(Beginning of EXTRACTED MATERIAL)
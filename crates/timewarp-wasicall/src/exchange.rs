//! Request/response reconstruction from independently recorded messages.
//!
//! Protocols that were recorded one message at a time (a request on one
//! call, its response on a later one) share an identifier between the two
//! halves. [`ExchangeReader`] pairs them back up: the first message with a
//! given id is held in flight, the second completes the exchange. Messages
//! still in flight when the input ends become exchanges with an
//! [`Response::Interrupted`] response rather than being dropped.

use std::collections::VecDeque;

use indexmap::IndexMap;
use tracing::{debug, warn};

/// Default number of messages read before pairing.
pub const DEFAULT_CHUNK_SIZE: usize = 1000;

/// One recorded protocol message.
#[derive(Clone, Debug, PartialEq, Eq)]
pub struct Message<T> {
    /// Identifier shared by a request and its response.
    pub id: i64,
    /// Nanoseconds since the process start when the message began.
    pub time: i64,
    /// Nanoseconds the message took to transfer.
    pub span: i64,
    /// Error observed while transferring the message.
    pub error: Option<String>,
    /// Decoded protocol message.
    pub payload: T,
}

/// The first half of an exchange.
#[derive(Clone, Debug, PartialEq, Eq)]
pub struct Request<T> {
    /// Nanoseconds since the process start.
    pub time: i64,
    /// Transfer duration in nanoseconds.
    pub span: i64,
    /// Transfer error, if any.
    pub error: Option<String>,
    /// The request message.
    pub payload: T,
}

/// The second half of an exchange.
#[derive(Clone, Debug, PartialEq, Eq)]
pub enum Response<T> {
    /// The response was recorded.
    Received {
        /// Nanoseconds from the start of the request.
        offset: i64,
        /// Transfer duration in nanoseconds.
        span: i64,
        /// Transfer error, if any.
        error: Option<String>,
        /// The response message.
        payload: T,
    },
    /// The recording ended before a response arrived.
    Interrupted,
}

/// A request paired with its response.
#[derive(Clone, Debug, PartialEq, Eq)]
pub struct Exchange<T> {
    /// Identifier shared by both halves.
    pub id: i64,
    /// The request.
    pub request: Request<T>,
    /// The response.
    pub response: Response<T>,
}

impl<T> Exchange<T> {
    /// Nanoseconds since the process start at which the response finished.
    /// An interrupted exchange ends when its request started.
    pub fn end_time(&self) -> i64 {
        match &self.response {
            Response::Received { offset, span, .. } => self
                .request
                .time
                .saturating_add(*offset)
                .saturating_add(*span),
            Response::Interrupted => self.request.time,
        }
    }

    /// Whether the response is missing.
    pub fn is_interrupted(&self) -> bool {
        matches!(self.response, Response::Interrupted)
    }
}

impl<T> Request<T> {
    fn from_message(msg: Message<T>) -> Self {
        Self {
            time: msg.time,
            span: msg.span,
            error: msg.error,
            payload: msg.payload,
        }
    }
}

/// Pairs a stream of messages into exchanges.
///
/// Messages are read in chunks; the exchanges completed by each chunk are
/// emitted in order of their end time. The in-flight table is owned by the
/// reader, so independent readers never share state.
///
/// # Examples
///
/// ```
/// use timewarp_wasicall::exchange::{ExchangeReader, Message};
///
/// let msg = |id, time, payload| Message { id, time, span: 1, error: None, payload };
/// let messages = vec![msg(1, 0, "GET /"), msg(1, 10, "200 OK")];
///
/// let exchanges: Vec<_> = ExchangeReader::new(messages.into_iter()).collect();
/// assert_eq!(exchanges.len(), 1);
/// assert_eq!(exchanges[0].request.payload, "GET /");
/// assert_eq!(exchanges[0].end_time(), 11);
/// ```
pub struct ExchangeReader<I, T> {
    messages: I,
    chunk_size: usize,
    inflight: IndexMap<i64, Message<T>>,
    ready: VecDeque<Exchange<T>>,
    done: bool,
}

impl<I, T> ExchangeReader<I, T>
where
    I: Iterator<Item = Message<T>>,
{
    /// Read exchanges from `messages` with the default chunk size.
    pub fn new(messages: I) -> Self {
        Self::with_chunk_size(messages, DEFAULT_CHUNK_SIZE)
    }

    /// Read exchanges from `messages`, pairing `chunk_size` messages at a
    /// time. A chunk size of zero is treated as one.
    pub fn with_chunk_size(messages: I, chunk_size: usize) -> Self {
        Self {
            messages,
            chunk_size: chunk_size.max(1),
            inflight: IndexMap::new(),
            ready: VecDeque::new(),
            done: false,
        }
    }

    /// Messages waiting for their other half.
    pub fn in_flight(&self) -> usize {
        self.inflight.len()
    }

    /// Pair the next chunk. Returns false once the input is exhausted and
    /// every in-flight message has been flushed.
    fn fill(&mut self) -> bool {
        let mut batch = Vec::new();
        let mut read = 0;
        for msg in self.messages.by_ref().take(self.chunk_size) {
            read += 1;
            match self.inflight.shift_remove(&msg.id) {
                None => {
                    self.inflight.insert(msg.id, msg);
                }
                Some(req) => {
                    let offset = msg.time.saturating_sub(req.time);
                    batch.push(Exchange {
                        id: req.id,
                        request: Request::from_message(req),
                        response: Response::Received {
                            offset,
                            span: msg.span,
                            error: msg.error,
                            payload: msg.payload,
                        },
                    });
                }
            }
        }

        if read == 0 {
            if self.inflight.is_empty() {
                return false;
            }
            warn!(
                exchanges = self.inflight.len(),
                "message stream ended with requests in flight"
            );
            // Drain in insertion order so equal end times stay stable.
            batch.extend(self.inflight.drain(..).map(|(id, req)| Exchange {
                id,
                request: Request::from_message(req),
                response: Response::Interrupted,
            }));
        }

        debug!(
            messages = read,
            exchanges = batch.len(),
            in_flight = self.inflight.len(),
            "paired message chunk"
        );
        batch.sort_by_key(Exchange::end_time);
        self.ready.extend(batch);
        true
    }
}

impl<I, T> Iterator for ExchangeReader<I, T>
where
    I: Iterator<Item = Message<T>>,
{
    type Item = Exchange<T>;

    fn next(&mut self) -> Option<Self::Item> {
        loop {
            if let Some(exchange) = self.ready.pop_front() {
                return Some(exchange);
            }
            if self.done {
                return None;
            }
            if !self.fill() {
                self.done = true;
            }
        }
    }
}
(End of EXTRACTED MATERIAL)
◆ **EXERCISE REQUIREMENTS**: Set down the data above once more so that nothing differs from the original.

◆ **WORKED SOLUTION**:
filename crates/timewarp-wasicall/src/exchange.rs
//! Request/response reconstruction from independently recorded messages.
//!
//! Protocols that were recorded one message at a time (a request on one
//! call, its response on a later one) share an identifier between the two
//! halves. [`ExchangeReader`] pairs them back up: the first message with a
//! given id is held in flight, the second completes the exchange. Messages
//! still in flight when the input ends become exchanges with an
//! [`Response::Interrupted`] response rather than being dropped.

use std::collections::VecDeque;

use indexmap::IndexMap;
use tracing::{debug, warn};

/// Default number of messages read before pairing.
pub const DEFAULT_CHUNK_SIZE: usize = 1000;

/// One recorded protocol message.
#[derive(Clone, Debug, PartialEq, Eq)]
pub struct Message<T> {
    /// Identifier shared by a request and its response.
    pub id: i64,
    /// Nanoseconds since the process start when the message began.
    pub time: i64,
    /// Nanoseconds the message took to transfer.
    pub span: i64,
    /// Error observed while transferring the message.
    pub error: Option<String>,
    /// Decoded protocol message.
    pub payload: T,
}

/// The first half of an exchange.
#[derive(Clone, Debug, PartialEq, Eq)]
pub struct Request<T> {
    /// Nanoseconds since the process start.
    pub time: i64,
    /// Transfer duration in nanoseconds.
    pub span: i64,
    /// Transfer error, if any.
    pub error: Option<String>,
    /// The request message.
    pub payload: T,
}

/// The second half of an exchange.
#[derive(Clone, Debug, PartialEq, Eq)]
pub enum Response<T> {
    /// The response was recorded.
    Received {
        /// Nanoseconds from the start of the request.
        offset: i64,
        /// Transfer duration in nanoseconds.
        span: i64,
        /// Transfer error, if any.
        error: Option<String>,
        /// The response message.
        payload: T,
    },
    /// The recording ended before a response arrived.
    Interrupted,
}

/// A request paired with its response.
#[derive(Clone, Debug, PartialEq, Eq)]
pub struct Exchange<T> {
    /// Identifier shared by both halves.
    pub id: i64,
    /// The request.
    pub request: Request<T>,
    /// The response.
    pub response: Response<T>,
}

impl<T> Exchange<T> {
    /// Nanoseconds since the process start at which the response finished.
    /// An interrupted exchange ends when its request started.
    pub fn end_time(&self) -> i64 {
        match &self.response {
            Response::Received { offset, span, .. } => self
                .request
                .time
                .saturating_add(*offset)
                .saturating_add(*span),
            Response::Interrupted => self.request.time,
        }
    }

    /// Whether the response is missing.
    pub fn is_interrupted(&self) -> bool {
        matches!(self.response, Response::Interrupted)
    }
}

impl<T> Request<T> {
    fn from_message(msg: Message<T>) -> Self {
        Self {
            time: msg.time,
            span: msg.span,
            error: msg.error,
            payload: msg.payload,
        }
    }
}

/// Pairs a stream of messages into exchanges.
///
/// Messages are read in chunks; the exchanges completed by each chunk are
/// emitted in order of their end time. The in-flight table is owned by the
/// reader, so independent readers never share state.
///
/// # Examples
///
/// ```
/// use timewarp_wasicall::exchange::{ExchangeReader, Message};
///
/// let msg = |id, time, payload| Message { id, time, span: 1, error: None, payload };
/// let messages = vec![msg(1, 0, "GET /"), msg(1, 10, "200 OK")];
///
/// let exchanges: Vec<_> = ExchangeReader::new(messages.into_iter()).collect();
/// assert_eq!(exchanges.len(), 1);
/// assert_eq!(exchanges[0].request.payload, "GET /");
/// assert_eq!(exchanges[0].end_time(), 11);
/// ```
pub struct ExchangeReader<I, T> {
    messages: I,
    chunk_size: usize,
    inflight: IndexMap<i64, Message<T>>,
    ready: VecDeque<Exchange<T>>,
    done: bool,
}

impl<I, T> ExchangeReader<I, T>
where
    I: Iterator<Item = Message<T>>,
{
    /// Read exchanges from `messages` with the default chunk size.
    pub fn new(messages: I) -> Self {
        Self::with_chunk_size(messages, DEFAULT_CHUNK_SIZE)
    }

    /// Read exchanges from `messages`, pairing `chunk_size` messages at a
    /// time. A chunk size of zero is treated as one.
    pub fn with_chunk_size(messages: I, chunk_size: usize) -> Self {
        Self {
            messages,
            chunk_size: chunk_size.max(1),
            inflight: IndexMap::new(),
            ready: VecDeque::new(),
            done: false,
        }
    }

    /// Messages waiting for their other half.
    pub fn in_flight(&self) -> usize {
        self.inflight.len()
    }

    /// Pair the next chunk. Returns false once the input is exhausted and
    /// every in-flight message has been flushed.
    fn fill(&mut self) -> bool {
        let mut batch = Vec::new();
        let mut read = 0;
        for msg in self.messages.by_ref().take(self.chunk_size) {
            read += 1;
            match self.inflight.shift_remove(&msg.id) {
                None => {
                    self.inflight.insert(msg.id, msg);
                }
                Some(req) => {
                    let offset = msg.time.saturating_sub(req.time);
                    batch.push(Exchange {
                        id: req.id,
                        request: Request::from_message(req),
                        response: Response::Received {
                            offset,
                            span: msg.span,
                            error: msg.error,
                            payload: msg.payload,
                        },
                    });
                }
            }
        }

        if read == 0 {
            if self.inflight.is_empty() {
                return false;
            }
            warn!(
                exchanges = self.inflight.len(),
                "message stream ended with requests in flight"
            );
            // Drain in insertion order so equal end times stay stable.
            batch.extend(self.inflight.drain(..).map(|(id, req)| Exchange {
                id,
                request: Request::from_message(req),
                response: Response::Interrupted,
            }));
        }

        debug!(
            messages = read,
            exchanges = batch.len(),
            in_flight = self.inflight.len(),
            "paired message chunk"
        );
        batch.sort_by_key(Exchange::end_time);
        self.ready.extend(batch);
        true
    }
}

impl<I, T> Iterator for ExchangeReader<I, T>
where
    I: Iterator<Item = Message<T>>,
{
    type Item = Exchange<T>;

    fn next(&mut self) -> Option<Self::Item> {
        loop {
            if let Some(exchange) = self.ready.pop_front() {
                return Some(exchange);
            }
            if self.done {
                return None;
            }
            if !self.fill() {
                self.done = true;
            }
        }
    }
}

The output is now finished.